=== Data supplied ===
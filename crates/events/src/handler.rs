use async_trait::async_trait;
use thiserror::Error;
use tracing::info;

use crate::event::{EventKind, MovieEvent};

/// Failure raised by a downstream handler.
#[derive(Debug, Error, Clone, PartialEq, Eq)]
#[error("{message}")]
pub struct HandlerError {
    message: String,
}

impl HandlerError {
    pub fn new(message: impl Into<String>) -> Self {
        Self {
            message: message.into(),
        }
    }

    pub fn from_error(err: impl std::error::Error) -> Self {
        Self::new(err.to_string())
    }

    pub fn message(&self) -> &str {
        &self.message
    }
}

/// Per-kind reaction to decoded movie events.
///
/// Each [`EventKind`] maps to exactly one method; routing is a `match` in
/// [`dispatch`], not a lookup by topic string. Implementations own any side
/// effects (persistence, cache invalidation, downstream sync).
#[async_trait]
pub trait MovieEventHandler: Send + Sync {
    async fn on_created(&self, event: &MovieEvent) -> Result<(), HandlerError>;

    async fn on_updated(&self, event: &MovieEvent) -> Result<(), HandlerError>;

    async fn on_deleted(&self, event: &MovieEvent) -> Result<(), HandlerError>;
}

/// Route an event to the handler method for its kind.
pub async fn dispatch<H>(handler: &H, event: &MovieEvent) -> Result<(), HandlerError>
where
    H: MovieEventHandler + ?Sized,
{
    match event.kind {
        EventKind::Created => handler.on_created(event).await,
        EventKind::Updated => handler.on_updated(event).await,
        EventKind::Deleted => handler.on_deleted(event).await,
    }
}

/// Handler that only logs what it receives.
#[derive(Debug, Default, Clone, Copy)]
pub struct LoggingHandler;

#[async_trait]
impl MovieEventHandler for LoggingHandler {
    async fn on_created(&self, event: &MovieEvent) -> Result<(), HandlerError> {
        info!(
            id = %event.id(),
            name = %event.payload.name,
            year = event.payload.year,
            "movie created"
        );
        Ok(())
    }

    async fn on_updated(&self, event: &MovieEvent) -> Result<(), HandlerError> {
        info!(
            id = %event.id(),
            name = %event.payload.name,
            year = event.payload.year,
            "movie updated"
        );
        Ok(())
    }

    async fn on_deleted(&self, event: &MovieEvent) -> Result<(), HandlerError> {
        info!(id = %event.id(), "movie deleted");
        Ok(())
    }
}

=== Assigned task ===
Wherever a line in the data above holds the word "events", copy that line.

=== Exercise answer ===
filename crates/events/src/handler.rs
/// Per-kind reaction to decoded movie events.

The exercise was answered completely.